* Extracted records
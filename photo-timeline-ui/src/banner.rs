use photo_timeline_core::{weeks_label, Section, SectionCounts};
use wasm_bindgen::JsValue;
use web_sys::{console, Document, Element};

/// Chèn banner lỗi lên đầu phần tử `selector` (hoặc `<body>` nếu không tìm thấy).
pub fn render_error(document: &Document, selector: &str, message: &str) -> Result<(), JsValue> {
    let mount: Element = match document.query_selector(selector)? {
        Some(mount) => mount,
        None => match document.body() {
            Some(body) => body.into(),
            None => {
                console::error_1(&JsValue::from_str(message));
                return Ok(());
            }
        },
    };

    let banner = document.create_element("div")?;
    banner.set_class_name("timeline-error");
    banner.set_text_content(Some(message));
    mount.prepend_with_node_1(&banner)?;
    Ok(())
}

/// Ghi "N semanas" vào các ô đếm của trang landing, nếu có.
pub fn render_counts(document: &Document, counts: SectionCounts) {
    for section in Section::ALL {
        if let Some(slot) = document.get_element_by_id(section.count_id()) {
            slot.set_text_content(Some(&weeks_label(counts.get(section))));
        }
    }
}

* Problem details
Answer with one number, namely how many lines of the material hold the string "body".

* Answer box
3